*** Data for review Section Begins ***

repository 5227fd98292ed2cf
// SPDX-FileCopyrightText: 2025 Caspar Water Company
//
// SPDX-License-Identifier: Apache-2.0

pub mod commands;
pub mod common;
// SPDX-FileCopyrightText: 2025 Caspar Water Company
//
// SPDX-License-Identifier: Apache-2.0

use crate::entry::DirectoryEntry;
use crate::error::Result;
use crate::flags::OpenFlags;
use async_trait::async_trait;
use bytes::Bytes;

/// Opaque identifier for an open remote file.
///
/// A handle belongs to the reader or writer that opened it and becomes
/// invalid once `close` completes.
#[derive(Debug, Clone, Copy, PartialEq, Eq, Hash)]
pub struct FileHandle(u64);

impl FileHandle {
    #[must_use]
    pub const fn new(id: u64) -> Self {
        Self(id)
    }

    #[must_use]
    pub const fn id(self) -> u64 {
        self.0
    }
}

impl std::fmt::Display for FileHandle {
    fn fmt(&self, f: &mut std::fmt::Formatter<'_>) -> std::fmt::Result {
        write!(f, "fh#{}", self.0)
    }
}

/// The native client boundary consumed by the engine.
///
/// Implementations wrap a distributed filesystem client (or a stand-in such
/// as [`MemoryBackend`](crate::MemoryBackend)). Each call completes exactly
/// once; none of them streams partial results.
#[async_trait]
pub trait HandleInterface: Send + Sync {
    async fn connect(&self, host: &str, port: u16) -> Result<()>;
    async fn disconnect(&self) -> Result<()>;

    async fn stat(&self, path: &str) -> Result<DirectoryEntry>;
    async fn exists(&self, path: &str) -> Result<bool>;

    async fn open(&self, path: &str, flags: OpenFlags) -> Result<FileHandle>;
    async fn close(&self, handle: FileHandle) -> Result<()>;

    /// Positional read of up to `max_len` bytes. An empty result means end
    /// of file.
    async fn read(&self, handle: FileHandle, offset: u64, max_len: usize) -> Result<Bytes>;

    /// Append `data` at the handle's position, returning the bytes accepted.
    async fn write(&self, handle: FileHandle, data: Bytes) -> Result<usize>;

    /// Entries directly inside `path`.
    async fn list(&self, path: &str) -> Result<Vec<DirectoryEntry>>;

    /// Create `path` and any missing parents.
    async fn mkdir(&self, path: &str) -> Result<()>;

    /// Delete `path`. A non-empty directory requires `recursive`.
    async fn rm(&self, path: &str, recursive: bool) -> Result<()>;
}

*** Data for review Section Ends ***
*** Data for review Section Begins ***

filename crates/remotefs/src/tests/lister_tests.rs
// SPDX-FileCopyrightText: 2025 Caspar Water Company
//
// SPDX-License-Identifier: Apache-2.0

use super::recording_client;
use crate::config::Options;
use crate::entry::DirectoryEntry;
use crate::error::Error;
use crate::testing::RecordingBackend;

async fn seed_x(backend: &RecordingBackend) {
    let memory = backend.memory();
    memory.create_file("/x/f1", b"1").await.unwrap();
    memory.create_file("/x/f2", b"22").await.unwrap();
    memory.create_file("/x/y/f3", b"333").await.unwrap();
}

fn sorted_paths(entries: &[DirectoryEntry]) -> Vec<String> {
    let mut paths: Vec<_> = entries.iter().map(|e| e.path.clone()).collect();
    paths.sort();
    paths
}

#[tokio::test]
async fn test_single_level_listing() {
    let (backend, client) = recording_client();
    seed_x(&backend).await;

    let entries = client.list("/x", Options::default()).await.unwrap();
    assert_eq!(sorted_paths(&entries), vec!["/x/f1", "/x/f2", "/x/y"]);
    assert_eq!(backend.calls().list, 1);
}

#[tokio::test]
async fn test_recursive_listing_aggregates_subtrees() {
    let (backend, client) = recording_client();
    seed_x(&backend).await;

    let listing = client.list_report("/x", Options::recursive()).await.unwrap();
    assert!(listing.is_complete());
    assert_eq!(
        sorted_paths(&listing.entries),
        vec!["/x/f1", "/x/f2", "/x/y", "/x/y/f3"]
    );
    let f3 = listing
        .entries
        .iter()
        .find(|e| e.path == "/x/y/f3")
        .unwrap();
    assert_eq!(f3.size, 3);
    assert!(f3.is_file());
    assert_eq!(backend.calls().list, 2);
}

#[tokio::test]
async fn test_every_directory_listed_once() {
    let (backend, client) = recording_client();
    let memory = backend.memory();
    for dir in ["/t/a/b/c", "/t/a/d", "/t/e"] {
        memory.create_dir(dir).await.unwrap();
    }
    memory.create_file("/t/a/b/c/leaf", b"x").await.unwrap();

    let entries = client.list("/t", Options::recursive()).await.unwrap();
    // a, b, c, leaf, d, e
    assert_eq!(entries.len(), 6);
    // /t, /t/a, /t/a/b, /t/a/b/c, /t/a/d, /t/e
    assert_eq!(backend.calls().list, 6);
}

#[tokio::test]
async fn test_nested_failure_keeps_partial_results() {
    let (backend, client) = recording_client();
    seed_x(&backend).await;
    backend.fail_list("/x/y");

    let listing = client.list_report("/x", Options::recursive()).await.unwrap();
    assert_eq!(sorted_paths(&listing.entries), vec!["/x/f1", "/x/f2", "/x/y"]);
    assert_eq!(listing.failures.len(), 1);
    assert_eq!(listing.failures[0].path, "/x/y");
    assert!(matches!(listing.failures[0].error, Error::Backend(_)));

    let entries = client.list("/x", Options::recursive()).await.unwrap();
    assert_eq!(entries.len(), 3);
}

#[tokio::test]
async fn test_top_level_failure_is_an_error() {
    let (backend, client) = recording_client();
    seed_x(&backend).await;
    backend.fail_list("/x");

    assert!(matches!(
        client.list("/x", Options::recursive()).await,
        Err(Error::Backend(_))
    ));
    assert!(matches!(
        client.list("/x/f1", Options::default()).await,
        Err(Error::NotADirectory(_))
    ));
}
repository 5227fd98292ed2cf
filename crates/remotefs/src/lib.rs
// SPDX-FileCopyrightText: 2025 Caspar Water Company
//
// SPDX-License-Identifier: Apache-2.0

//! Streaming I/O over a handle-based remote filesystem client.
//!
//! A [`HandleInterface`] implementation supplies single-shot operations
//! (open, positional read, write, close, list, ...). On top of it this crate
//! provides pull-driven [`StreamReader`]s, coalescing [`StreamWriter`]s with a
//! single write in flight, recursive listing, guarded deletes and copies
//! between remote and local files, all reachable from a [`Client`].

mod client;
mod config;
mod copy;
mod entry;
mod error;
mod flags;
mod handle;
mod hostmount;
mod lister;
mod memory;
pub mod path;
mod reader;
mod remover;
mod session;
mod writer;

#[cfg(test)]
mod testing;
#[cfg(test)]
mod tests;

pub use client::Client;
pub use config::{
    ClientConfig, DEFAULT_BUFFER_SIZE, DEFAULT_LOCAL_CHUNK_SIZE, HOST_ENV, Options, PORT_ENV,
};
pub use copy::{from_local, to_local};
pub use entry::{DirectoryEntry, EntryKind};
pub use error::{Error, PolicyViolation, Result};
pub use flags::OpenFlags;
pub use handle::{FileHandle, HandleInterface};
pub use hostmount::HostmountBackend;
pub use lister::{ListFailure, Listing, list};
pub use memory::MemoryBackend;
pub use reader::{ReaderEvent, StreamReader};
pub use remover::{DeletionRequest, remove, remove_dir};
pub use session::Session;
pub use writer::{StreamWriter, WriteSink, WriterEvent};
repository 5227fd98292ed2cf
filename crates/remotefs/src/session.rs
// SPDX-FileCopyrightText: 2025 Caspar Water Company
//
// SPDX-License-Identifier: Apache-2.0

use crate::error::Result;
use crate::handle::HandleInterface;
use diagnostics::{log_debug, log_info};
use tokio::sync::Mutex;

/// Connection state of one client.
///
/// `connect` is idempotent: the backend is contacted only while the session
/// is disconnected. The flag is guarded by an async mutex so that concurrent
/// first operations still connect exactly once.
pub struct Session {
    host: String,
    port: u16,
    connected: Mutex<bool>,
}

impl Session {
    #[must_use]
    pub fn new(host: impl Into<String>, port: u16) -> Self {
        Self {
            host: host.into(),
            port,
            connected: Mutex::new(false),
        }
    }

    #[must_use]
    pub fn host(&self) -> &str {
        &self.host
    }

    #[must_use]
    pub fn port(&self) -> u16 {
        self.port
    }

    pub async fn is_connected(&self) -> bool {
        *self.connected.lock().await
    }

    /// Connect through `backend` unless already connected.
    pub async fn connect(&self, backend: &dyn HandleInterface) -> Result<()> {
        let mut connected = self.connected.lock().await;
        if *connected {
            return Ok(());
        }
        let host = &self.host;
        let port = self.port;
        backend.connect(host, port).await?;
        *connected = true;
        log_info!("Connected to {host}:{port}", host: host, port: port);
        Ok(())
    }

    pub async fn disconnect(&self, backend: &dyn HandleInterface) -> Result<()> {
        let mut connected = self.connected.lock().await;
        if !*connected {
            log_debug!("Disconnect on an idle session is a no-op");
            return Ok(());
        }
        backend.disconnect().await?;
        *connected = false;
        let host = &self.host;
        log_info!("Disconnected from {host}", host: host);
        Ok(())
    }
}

*** Data for review Section Ends ***
*** Data for review Section Begins ***

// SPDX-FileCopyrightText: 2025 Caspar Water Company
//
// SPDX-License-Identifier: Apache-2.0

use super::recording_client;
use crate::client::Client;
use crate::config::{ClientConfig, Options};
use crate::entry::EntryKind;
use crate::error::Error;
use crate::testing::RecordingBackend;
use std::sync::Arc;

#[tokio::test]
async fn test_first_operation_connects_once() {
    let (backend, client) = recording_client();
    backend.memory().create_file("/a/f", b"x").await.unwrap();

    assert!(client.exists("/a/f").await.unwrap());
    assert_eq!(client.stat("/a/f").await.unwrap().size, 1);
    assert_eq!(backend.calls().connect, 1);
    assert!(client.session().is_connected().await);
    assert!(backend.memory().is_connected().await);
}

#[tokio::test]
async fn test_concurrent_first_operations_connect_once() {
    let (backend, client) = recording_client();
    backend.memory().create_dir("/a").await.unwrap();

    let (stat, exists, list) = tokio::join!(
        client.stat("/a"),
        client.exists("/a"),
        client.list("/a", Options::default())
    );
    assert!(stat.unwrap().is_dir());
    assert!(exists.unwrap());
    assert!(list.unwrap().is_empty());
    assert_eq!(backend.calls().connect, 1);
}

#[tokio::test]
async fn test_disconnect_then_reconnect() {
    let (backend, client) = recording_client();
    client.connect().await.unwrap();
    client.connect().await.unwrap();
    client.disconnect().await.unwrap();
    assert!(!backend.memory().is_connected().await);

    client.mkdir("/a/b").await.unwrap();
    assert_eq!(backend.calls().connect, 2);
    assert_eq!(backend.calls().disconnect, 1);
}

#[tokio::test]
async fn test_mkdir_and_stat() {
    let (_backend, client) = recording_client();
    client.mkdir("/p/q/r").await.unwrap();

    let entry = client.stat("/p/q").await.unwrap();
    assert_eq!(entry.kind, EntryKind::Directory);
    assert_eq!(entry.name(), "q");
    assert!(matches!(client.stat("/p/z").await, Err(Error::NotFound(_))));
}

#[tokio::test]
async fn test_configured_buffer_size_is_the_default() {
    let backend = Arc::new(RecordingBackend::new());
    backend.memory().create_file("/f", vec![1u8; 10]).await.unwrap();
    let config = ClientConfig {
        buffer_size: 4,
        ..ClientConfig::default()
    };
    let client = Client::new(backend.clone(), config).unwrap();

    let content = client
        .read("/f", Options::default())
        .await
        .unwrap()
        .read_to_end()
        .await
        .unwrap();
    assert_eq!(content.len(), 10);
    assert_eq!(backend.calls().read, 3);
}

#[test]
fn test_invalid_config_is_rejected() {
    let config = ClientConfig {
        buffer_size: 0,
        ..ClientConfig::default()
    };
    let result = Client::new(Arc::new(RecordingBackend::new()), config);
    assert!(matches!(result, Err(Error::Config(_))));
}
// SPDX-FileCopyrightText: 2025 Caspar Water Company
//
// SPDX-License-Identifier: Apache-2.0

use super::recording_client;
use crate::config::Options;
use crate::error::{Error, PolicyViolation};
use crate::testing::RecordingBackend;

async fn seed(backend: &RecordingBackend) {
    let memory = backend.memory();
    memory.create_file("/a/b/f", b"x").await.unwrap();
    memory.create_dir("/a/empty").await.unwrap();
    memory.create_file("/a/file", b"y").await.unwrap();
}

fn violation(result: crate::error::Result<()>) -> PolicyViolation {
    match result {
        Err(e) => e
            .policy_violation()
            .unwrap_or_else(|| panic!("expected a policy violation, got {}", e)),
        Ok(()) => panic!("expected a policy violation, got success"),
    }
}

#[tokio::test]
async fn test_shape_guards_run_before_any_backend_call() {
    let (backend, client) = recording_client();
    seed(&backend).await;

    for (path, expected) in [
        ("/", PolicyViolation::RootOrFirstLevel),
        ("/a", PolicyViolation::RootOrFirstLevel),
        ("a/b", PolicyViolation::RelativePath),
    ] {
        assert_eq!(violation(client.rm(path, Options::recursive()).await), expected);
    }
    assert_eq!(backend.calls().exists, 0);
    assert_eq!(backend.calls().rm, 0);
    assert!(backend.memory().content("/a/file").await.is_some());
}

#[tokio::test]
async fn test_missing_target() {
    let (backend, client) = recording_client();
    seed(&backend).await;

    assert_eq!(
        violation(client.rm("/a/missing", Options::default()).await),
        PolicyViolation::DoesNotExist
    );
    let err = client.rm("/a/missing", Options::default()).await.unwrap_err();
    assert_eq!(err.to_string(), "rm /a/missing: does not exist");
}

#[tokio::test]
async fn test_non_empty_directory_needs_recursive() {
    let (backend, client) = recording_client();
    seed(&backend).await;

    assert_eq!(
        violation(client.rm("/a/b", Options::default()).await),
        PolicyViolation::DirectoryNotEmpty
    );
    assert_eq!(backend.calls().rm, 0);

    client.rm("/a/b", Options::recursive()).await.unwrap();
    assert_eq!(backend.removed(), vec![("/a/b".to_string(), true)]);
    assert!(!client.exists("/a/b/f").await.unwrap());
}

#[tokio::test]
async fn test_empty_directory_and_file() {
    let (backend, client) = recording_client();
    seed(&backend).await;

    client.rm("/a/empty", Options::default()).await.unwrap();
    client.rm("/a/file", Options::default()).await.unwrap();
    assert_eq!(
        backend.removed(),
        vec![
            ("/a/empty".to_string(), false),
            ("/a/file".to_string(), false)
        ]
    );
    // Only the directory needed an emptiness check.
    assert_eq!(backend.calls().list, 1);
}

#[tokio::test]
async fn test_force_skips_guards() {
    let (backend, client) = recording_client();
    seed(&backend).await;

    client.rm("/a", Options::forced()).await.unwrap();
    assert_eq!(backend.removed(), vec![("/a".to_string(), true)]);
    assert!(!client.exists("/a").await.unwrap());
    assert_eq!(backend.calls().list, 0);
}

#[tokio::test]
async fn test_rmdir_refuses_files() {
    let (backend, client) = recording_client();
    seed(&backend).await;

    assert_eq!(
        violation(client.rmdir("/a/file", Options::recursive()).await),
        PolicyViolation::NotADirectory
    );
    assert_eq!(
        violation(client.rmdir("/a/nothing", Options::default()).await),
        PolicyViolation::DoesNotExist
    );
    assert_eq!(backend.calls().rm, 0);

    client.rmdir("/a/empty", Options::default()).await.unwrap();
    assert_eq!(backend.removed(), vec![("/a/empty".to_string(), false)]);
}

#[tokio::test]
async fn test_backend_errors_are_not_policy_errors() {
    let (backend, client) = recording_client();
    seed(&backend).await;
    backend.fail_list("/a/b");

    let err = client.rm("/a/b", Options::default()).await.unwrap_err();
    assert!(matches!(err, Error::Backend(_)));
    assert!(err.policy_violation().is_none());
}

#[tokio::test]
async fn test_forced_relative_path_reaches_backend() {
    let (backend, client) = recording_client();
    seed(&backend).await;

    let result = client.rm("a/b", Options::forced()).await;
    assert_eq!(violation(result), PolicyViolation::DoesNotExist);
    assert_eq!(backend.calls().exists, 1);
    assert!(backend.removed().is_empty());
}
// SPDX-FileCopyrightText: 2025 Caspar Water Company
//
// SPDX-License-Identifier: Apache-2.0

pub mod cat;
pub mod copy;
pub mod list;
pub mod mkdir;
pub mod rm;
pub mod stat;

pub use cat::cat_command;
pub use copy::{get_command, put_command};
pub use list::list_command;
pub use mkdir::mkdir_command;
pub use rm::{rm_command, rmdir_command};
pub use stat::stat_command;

*** Data for review Section Ends ***

> [Action item]: Which lines of the listing above hold the word "remotefs"? Copy each of them.

> [Exercise output]:
filename crates/remotefs/src/tests/lister_tests.rs
filename crates/remotefs/src/lib.rs
filename crates/remotefs/src/session.rs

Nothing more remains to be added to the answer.